拉米夫定是一种强效的乙型肝炎病毒(HBV)复制抑制剂。本研究的目的是阐明拉米夫定对肾移植受者中出现或未出现暴发性肝衰竭的HBV再激活的治疗效果。42例肾移植受者(30例男性,12例女性)纳入本研究。8例出现无暴发性肝衰竭的HBV再激活患者接受拉米夫定治疗(I组),5例出现HBV及肝衰竭的患者接受拉米夫定治疗(II组),5例出现HBV及肝衰竭但未接受拉米夫定治疗的患者(III组),24例无症状HBV携带者未接受拉米夫定治疗(IV组)。拉米夫定的给药剂量为每日100或150mg一次。肝衰竭患者(II组和III组)中近期联合使用抗淋巴细胞免疫球蛋白(ALG)和甲基泼尼松龙(MP)的比例高于无肝衰竭患者(30%对6.3%;P = 0.043)。然而,单独使用MP的发生率无显著差异(20%对25%;P = 0.746)。
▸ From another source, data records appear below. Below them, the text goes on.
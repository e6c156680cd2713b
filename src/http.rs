//! Collaborator contracts for the portal's backend services plus reqwest-backed adapters.
//!
//! Flows only ever see [`ConfigurationApi`] and [`SubsidyApi`], so tests can inject scripted
//! doubles and deployments can swap transports without touching coordinator logic. With the
//! `reqwest` feature the crate ships [`ReqwestConfigurationApi`] and [`ReqwestSubsidyApi`],
//! both built on [`ReqwestHttpClient`], which keeps request encoding, status classification, and
//! path-aware JSON decoding in one place.

// self
use crate::{
	_prelude::*,
	auth::{ConfigId, EnterpriseId},
	flows::{SubsidyConfigurationUpdate, SubsidyRequestConfiguration, SubsidyType},
	lms::{CanvasConfigPayload, ConfigurationStatus},
};
#[cfg(feature = "reqwest")]
use crate::{
	config::{PortalConfig, join_path},
	error::ConfigError,
	lms::CanvasConfigRecord,
};
#[cfg(feature = "reqwest")]
use reqwest::{
	Method, RequestBuilder,
	header::{ACCEPT, CACHE_CONTROL, CONTENT_TYPE},
};
#[cfg(feature = "reqwest")] use serde::de::DeserializeOwned;

/// Boxed future returned by collaborator calls.
pub type ApiFuture<'a, T> = Pin<Box<dyn Future<Output = Result<T, ApiError>> + 'a + Send>>;

/// LMS integrated-channels API as seen by the authorization flow.
pub trait ConfigurationApi
where
	Self: Send + Sync,
{
	/// Creates a configuration record and returns its identifier.
	fn create_configuration<'a>(
		&'a self,
		payload: &'a CanvasConfigPayload,
	) -> ApiFuture<'a, ConfigId>;

	/// Replaces an existing configuration record and returns its identifier.
	fn update_configuration<'a>(
		&'a self,
		id: ConfigId,
		payload: &'a CanvasConfigPayload,
	) -> ApiFuture<'a, ConfigId>;

	/// Reads the record's authorization status; this is the polling target.
	fn fetch_configuration_status(&self, id: ConfigId) -> ApiFuture<'_, ConfigurationStatus>;
}

/// Enterprise-access, ecommerce, and license-manager calls used by the subsidy bootstrap.
pub trait SubsidyApi
where
	Self: Send + Sync,
{
	/// Number of coupon orders the enterprise holds.
	fn fetch_coupon_order_count<'a>(&'a self, enterprise: &'a EnterpriseId) -> ApiFuture<'a, usize>;

	/// Number of subscription plans the enterprise holds.
	fn fetch_subscription_count<'a>(&'a self, enterprise: &'a EnterpriseId) -> ApiFuture<'a, usize>;

	/// Reads the enterprise's subsidy request configuration.
	///
	/// `clear_cache` asks intermediaries for a fresh copy instead of a cached one.
	fn get_subsidy_request_configuration<'a>(
		&'a self,
		enterprise: &'a EnterpriseId,
		clear_cache: bool,
	) -> ApiFuture<'a, SubsidyRequestConfiguration>;

	/// Creates the enterprise's subsidy request configuration.
	fn create_subsidy_request_configuration<'a>(
		&'a self,
		enterprise: &'a EnterpriseId,
		subsidy_type: Option<SubsidyType>,
	) -> ApiFuture<'a, SubsidyRequestConfiguration>;

	/// Partially updates the enterprise's subsidy request configuration.
	fn update_subsidy_request_configuration<'a>(
		&'a self,
		enterprise: &'a EnterpriseId,
		update: &'a SubsidyConfigurationUpdate,
	) -> ApiFuture<'a, SubsidyRequestConfiguration>;
}

/// Thin wrapper around [`ReqwestClient`] so shared HTTP behavior lives in one place.
#[cfg(feature = "reqwest")]
#[derive(Clone, Debug, Default)]
pub struct ReqwestHttpClient(pub ReqwestClient);
#[cfg(feature = "reqwest")]
impl ReqwestHttpClient {
	/// Wraps an existing reqwest [`ReqwestClient`].
	pub fn with_client(client: ReqwestClient) -> Self {
		Self(client)
	}

	/// Builds a client with a per-request timeout.
	pub fn with_timeout(timeout: Duration) -> Result<Self, ConfigError> {
		let client = ReqwestClient::builder().timeout(timeout).build()?;

		Ok(Self(client))
	}

	fn request(&self, method: Method, url: Url) -> RequestBuilder {
		self.0.request(method, url).header(ACCEPT, "application/json")
	}

	fn json_request<B>(
		&self,
		endpoint: &'static str,
		method: Method,
		url: Url,
		body: &B,
	) -> Result<RequestBuilder, ApiError>
	where
		B: ?Sized + Serialize,
	{
		let bytes = serde_json::to_vec(body).map_err(|e| ApiError::request(endpoint, e))?;

		Ok(self.request(method, url).header(CONTENT_TYPE, "application/json").body(bytes))
	}

	async fn send<T>(&self, endpoint: &'static str, request: RequestBuilder) -> Result<T, ApiError>
	where
		T: DeserializeOwned,
	{
		let response = request.send().await.map_err(|e| ApiError::network(endpoint, e))?;
		let status = response.status();
		let bytes = response.bytes().await.map_err(|e| ApiError::network(endpoint, e))?;

		if !status.is_success() {
			let body = String::from_utf8_lossy(&bytes);

			return Err(ApiError::status(endpoint, status.as_u16(), &body));
		}

		let mut de = serde_json::Deserializer::from_slice(&bytes);

		serde_path_to_error::deserialize(&mut de)
			.map_err(|source| ApiError::Parse { endpoint, source })
	}
}
#[cfg(feature = "reqwest")]
impl AsRef<ReqwestClient> for ReqwestHttpClient {
	fn as_ref(&self) -> &ReqwestClient {
		&self.0
	}
}
#[cfg(feature = "reqwest")]
impl Deref for ReqwestHttpClient {
	type Target = ReqwestClient;

	fn deref(&self) -> &Self::Target {
		&self.0
	}
}

/// Canvas configuration endpoints of the LMS integrated-channels API.
#[cfg(feature = "reqwest")]
#[derive(Clone, Debug)]
pub struct ReqwestConfigurationApi {
	http: ReqwestHttpClient,
	collection_url: Url,
}
#[cfg(feature = "reqwest")]
impl ReqwestConfigurationApi {
	const ENDPOINT: &'static str = "canvas_configuration";
	const COLLECTION_PATH: &'static str = "integrated_channels/api/v1/canvas/configuration/";

	/// Builds an adapter rooted at `lms_base_url`.
	pub fn new(http: ReqwestHttpClient, lms_base_url: &Url) -> Result<Self, ConfigError> {
		let collection_url = join_path(lms_base_url, Self::COLLECTION_PATH, "lms_base_url")?;

		Ok(Self { http, collection_url })
	}

	/// Builds an adapter from the portal configuration.
	pub fn from_config(
		http: ReqwestHttpClient,
		config: &PortalConfig,
	) -> Result<Self, ConfigError> {
		Self::new(http, &config.lms_base_url)
	}

	fn record_url(&self, id: ConfigId) -> Result<Url, ApiError> {
		join_path(&self.collection_url, &format!("{id}/"), "lms_base_url")
			.map_err(|e| ApiError::request(Self::ENDPOINT, e))
	}
}
#[cfg(feature = "reqwest")]
impl ConfigurationApi for ReqwestConfigurationApi {
	fn create_configuration<'a>(
		&'a self,
		payload: &'a CanvasConfigPayload,
	) -> ApiFuture<'a, ConfigId> {
		Box::pin(async move {
			let request = self.http.json_request(
				Self::ENDPOINT,
				Method::POST,
				self.collection_url.clone(),
				payload,
			)?;
			let record: CanvasConfigRecord = self.http.send(Self::ENDPOINT, request).await?;

			Ok(record.id)
		})
	}

	fn update_configuration<'a>(
		&'a self,
		id: ConfigId,
		payload: &'a CanvasConfigPayload,
	) -> ApiFuture<'a, ConfigId> {
		Box::pin(async move {
			let request =
				self.http.json_request(Self::ENDPOINT, Method::PUT, self.record_url(id)?, payload)?;
			let record: CanvasConfigRecord = self.http.send(Self::ENDPOINT, request).await?;

			Ok(record.id)
		})
	}

	fn fetch_configuration_status(&self, id: ConfigId) -> ApiFuture<'_, ConfigurationStatus> {
		Box::pin(async move {
			let request = self.http.request(Method::GET, self.record_url(id)?);
			let record: CanvasConfigRecord = self.http.send(Self::ENDPOINT, request).await?;

			Ok(record.status())
		})
	}
}

/// Subsidy-related endpoints spread across enterprise-access, ecommerce, and license-manager.
#[cfg(feature = "reqwest")]
#[derive(Clone, Debug)]
pub struct ReqwestSubsidyApi {
	http: ReqwestHttpClient,
	customer_configurations_url: Url,
	ecommerce_base_url: Url,
	subscriptions_url: Url,
}
#[cfg(feature = "reqwest")]
impl ReqwestSubsidyApi {
	const CONFIGURATION_ENDPOINT: &'static str = "subsidy_request_configuration";
	const COUPONS_ENDPOINT: &'static str = "coupon_orders";
	const SUBSCRIPTIONS_ENDPOINT: &'static str = "subscriptions";

	/// Builds an adapter from the portal configuration.
	pub fn from_config(
		http: ReqwestHttpClient,
		config: &PortalConfig,
	) -> Result<Self, ConfigError> {
		Ok(Self {
			http,
			customer_configurations_url: join_path(
				&config.enterprise_access_base_url,
				"api/v1/customer-configurations/",
				"enterprise_access_base_url",
			)?,
			ecommerce_base_url: config.ecommerce_base_url.clone(),
			subscriptions_url: join_path(
				&config.license_manager_base_url,
				"api/v1/subscriptions/",
				"license_manager_base_url",
			)?,
		})
	}

	fn configuration_url(&self, enterprise: &EnterpriseId) -> Result<Url, ApiError> {
		join_path(&self.customer_configurations_url, &format!("{enterprise}/"), "enterprise_id")
			.map_err(|e| ApiError::request(Self::CONFIGURATION_ENDPOINT, e))
	}
}
#[cfg(feature = "reqwest")]
impl SubsidyApi for ReqwestSubsidyApi {
	fn fetch_coupon_order_count<'a>(
		&'a self,
		enterprise: &'a EnterpriseId,
	) -> ApiFuture<'a, usize> {
		Box::pin(async move {
			let url = join_path(
				&self.ecommerce_base_url,
				&format!("api/v2/enterprise/coupons/{enterprise}/overview/"),
				"ecommerce_base_url",
			)
			.map_err(|e| ApiError::request(Self::COUPONS_ENDPOINT, e))?;
			let page: ResultsPage =
				self.http.send(Self::COUPONS_ENDPOINT, self.http.request(Method::GET, url)).await?;

			Ok(page.results.len())
		})
	}

	fn fetch_subscription_count<'a>(
		&'a self,
		enterprise: &'a EnterpriseId,
	) -> ApiFuture<'a, usize> {
		Box::pin(async move {
			let mut url = self.subscriptions_url.clone();

			url.query_pairs_mut().append_pair("enterprise_customer_uuid", enterprise);

			let page: ResultsPage = self
				.http
				.send(Self::SUBSCRIPTIONS_ENDPOINT, self.http.request(Method::GET, url))
				.await?;

			Ok(page.results.len())
		})
	}

	fn get_subsidy_request_configuration<'a>(
		&'a self,
		enterprise: &'a EnterpriseId,
		clear_cache: bool,
	) -> ApiFuture<'a, SubsidyRequestConfiguration> {
		Box::pin(async move {
			let mut request = self.http.request(Method::GET, self.configuration_url(enterprise)?);

			if clear_cache {
				request = request.header(CACHE_CONTROL, "no-cache");
			}

			self.http.send(Self::CONFIGURATION_ENDPOINT, request).await
		})
	}

	fn create_subsidy_request_configuration<'a>(
		&'a self,
		enterprise: &'a EnterpriseId,
		subsidy_type: Option<SubsidyType>,
	) -> ApiFuture<'a, SubsidyRequestConfiguration> {
		#[derive(Serialize)]
		struct CreateBody<'b> {
			enterprise_customer_uuid: &'b EnterpriseId,
			subsidy_type: Option<SubsidyType>,
		}

		Box::pin(async move {
			let body = CreateBody { enterprise_customer_uuid: enterprise, subsidy_type };
			let request = self.http.json_request(
				Self::CONFIGURATION_ENDPOINT,
				Method::POST,
				self.customer_configurations_url.clone(),
				&body,
			)?;

			self.http.send(Self::CONFIGURATION_ENDPOINT, request).await
		})
	}

	fn update_subsidy_request_configuration<'a>(
		&'a self,
		enterprise: &'a EnterpriseId,
		update: &'a SubsidyConfigurationUpdate,
	) -> ApiFuture<'a, SubsidyRequestConfiguration> {
		Box::pin(async move {
			let request = self.http.json_request(
				Self::CONFIGURATION_ENDPOINT,
				Method::PATCH,
				self.configuration_url(enterprise)?,
				update,
			)?;

			self.http.send(Self::CONFIGURATION_ENDPOINT, request).await
		})
	}
}

#[cfg(feature = "reqwest")]
#[derive(Deserialize)]
struct ResultsPage {
	#[serde(default)]
	results: Vec<serde_json::Value>,
}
I组、II组和III组的死亡率有显著差异(12.5%、40%、100%;P = 0.008)。I组中有1例患者死于败血症,即使在终末期事件中也未检测到HBV DNA。在II组中,5例患者中有3例(60%)通过拉米夫定治疗获救。在III组中,未接受拉米夫定治疗,尽管进行了强化血浆置换,死亡率仍为100%。I组8例患者中有7例和II组5例患者中有3例在拉米夫定治疗后检测不到HBV DNA。拉米夫定治疗期间肌酐水平无显著变化。拉米夫定治疗后乙肝表面抗原和乙肝e抗原血清学转换率分别为7.7%和37.5%。我们得出结论,ALG是肾移植受者中HBV相关暴发性肝衰竭的强效触发因素,而拉米夫定是一种有效且挽救生命的治疗方法。建议对有HBV再激活证据的肾移植受者及时使用拉米夫定,以预防灾难性的暴发性肝衰竭。